[Saved entries]
------------------------------------

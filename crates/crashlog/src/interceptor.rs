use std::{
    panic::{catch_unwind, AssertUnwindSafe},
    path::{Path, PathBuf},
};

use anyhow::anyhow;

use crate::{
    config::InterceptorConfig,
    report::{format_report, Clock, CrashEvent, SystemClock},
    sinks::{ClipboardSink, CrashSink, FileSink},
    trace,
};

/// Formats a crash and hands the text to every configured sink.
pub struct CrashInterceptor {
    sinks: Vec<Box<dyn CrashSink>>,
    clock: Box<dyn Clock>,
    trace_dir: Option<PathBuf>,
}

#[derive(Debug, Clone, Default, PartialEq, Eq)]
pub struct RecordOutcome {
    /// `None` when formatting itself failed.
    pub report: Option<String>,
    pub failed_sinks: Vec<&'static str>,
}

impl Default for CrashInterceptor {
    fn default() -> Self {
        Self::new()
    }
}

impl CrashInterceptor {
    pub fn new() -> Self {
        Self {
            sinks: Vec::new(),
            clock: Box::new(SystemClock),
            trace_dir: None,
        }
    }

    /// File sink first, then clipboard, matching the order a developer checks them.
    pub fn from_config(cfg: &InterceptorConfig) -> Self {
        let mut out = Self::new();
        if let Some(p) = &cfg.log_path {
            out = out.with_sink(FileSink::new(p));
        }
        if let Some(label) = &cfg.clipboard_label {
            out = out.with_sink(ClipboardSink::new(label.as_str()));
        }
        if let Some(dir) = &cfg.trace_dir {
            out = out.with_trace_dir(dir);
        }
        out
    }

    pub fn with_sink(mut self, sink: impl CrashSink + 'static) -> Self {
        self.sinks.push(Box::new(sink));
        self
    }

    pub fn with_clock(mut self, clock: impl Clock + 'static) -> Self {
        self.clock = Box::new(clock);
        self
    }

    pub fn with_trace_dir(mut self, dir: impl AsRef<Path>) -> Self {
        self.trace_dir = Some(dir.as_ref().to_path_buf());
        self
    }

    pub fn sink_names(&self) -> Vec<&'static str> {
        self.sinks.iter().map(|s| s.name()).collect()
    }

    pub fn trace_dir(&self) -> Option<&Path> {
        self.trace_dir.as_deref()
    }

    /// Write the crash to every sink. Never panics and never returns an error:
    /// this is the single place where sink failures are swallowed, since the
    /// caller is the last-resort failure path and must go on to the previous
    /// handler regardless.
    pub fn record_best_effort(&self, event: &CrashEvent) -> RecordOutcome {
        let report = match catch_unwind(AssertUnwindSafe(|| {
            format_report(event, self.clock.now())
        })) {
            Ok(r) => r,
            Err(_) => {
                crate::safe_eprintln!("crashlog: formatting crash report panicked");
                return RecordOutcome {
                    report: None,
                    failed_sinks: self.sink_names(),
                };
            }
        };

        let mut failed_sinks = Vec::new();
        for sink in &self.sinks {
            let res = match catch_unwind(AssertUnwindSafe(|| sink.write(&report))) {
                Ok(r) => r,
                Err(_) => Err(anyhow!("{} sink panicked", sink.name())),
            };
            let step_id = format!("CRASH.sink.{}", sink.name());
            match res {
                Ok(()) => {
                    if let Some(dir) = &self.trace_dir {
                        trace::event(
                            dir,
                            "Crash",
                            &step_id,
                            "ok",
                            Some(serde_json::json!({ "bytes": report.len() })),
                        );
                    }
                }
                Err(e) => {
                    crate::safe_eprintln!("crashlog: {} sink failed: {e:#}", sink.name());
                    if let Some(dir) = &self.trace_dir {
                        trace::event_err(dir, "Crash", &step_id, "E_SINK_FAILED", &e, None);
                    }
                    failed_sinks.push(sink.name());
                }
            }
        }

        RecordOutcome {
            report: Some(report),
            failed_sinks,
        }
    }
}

------------------------------------

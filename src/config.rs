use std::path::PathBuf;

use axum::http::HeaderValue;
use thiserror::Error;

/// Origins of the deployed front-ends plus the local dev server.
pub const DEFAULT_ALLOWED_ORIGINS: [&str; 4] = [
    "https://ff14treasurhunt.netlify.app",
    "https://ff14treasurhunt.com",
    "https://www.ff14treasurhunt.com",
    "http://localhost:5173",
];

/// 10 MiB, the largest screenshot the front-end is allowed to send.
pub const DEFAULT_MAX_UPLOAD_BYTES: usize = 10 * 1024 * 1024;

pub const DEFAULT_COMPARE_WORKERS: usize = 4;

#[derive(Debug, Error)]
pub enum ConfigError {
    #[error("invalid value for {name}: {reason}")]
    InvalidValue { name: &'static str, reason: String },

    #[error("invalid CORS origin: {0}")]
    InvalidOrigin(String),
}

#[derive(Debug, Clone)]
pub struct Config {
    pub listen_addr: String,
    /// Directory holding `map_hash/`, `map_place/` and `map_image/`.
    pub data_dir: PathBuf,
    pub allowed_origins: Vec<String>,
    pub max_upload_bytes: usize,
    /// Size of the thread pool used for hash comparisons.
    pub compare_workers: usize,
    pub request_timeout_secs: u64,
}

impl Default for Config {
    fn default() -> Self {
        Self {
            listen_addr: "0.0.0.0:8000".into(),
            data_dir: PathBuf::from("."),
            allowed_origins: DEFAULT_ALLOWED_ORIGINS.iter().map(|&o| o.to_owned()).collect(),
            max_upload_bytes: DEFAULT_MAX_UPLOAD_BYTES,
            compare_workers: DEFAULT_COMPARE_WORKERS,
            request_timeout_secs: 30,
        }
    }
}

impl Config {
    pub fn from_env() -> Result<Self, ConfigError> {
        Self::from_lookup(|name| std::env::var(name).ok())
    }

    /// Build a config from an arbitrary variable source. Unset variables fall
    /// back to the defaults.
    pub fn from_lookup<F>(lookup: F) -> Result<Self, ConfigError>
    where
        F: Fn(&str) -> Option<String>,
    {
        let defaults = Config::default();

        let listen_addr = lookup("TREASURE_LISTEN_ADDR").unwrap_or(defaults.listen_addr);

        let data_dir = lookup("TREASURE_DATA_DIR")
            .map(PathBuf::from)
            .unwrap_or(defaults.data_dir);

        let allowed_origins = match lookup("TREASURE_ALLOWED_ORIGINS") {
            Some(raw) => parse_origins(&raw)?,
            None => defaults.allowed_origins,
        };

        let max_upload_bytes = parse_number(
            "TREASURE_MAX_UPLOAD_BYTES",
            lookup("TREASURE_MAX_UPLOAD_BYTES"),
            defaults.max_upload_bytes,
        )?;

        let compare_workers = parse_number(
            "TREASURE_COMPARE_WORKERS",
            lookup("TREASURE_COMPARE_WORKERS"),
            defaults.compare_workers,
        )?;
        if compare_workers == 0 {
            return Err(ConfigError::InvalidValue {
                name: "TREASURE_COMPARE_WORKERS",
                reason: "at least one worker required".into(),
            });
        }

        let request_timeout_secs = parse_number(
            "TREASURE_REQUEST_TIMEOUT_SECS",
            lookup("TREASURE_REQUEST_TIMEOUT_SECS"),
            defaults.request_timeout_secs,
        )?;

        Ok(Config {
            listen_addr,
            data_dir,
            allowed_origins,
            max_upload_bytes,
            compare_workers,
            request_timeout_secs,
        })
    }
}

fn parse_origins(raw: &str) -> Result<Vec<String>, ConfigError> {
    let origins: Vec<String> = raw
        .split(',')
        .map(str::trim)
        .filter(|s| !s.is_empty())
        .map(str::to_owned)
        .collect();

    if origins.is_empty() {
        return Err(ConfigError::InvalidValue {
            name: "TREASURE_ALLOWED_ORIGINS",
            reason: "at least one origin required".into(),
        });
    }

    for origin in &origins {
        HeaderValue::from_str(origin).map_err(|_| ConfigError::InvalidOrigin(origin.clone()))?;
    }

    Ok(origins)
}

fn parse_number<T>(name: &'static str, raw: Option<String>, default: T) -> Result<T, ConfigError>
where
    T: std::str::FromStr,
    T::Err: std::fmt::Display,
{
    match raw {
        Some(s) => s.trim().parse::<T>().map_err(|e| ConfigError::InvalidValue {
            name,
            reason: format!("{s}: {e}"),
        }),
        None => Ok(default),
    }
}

------------------------------------

THE PROBLEM: Wherever a line in the records contains the word "struct", copy that line.

SOLUTION TO THIS PROBLEM:
pub struct CrashInterceptor {
pub struct RecordOutcome {
pub struct Config {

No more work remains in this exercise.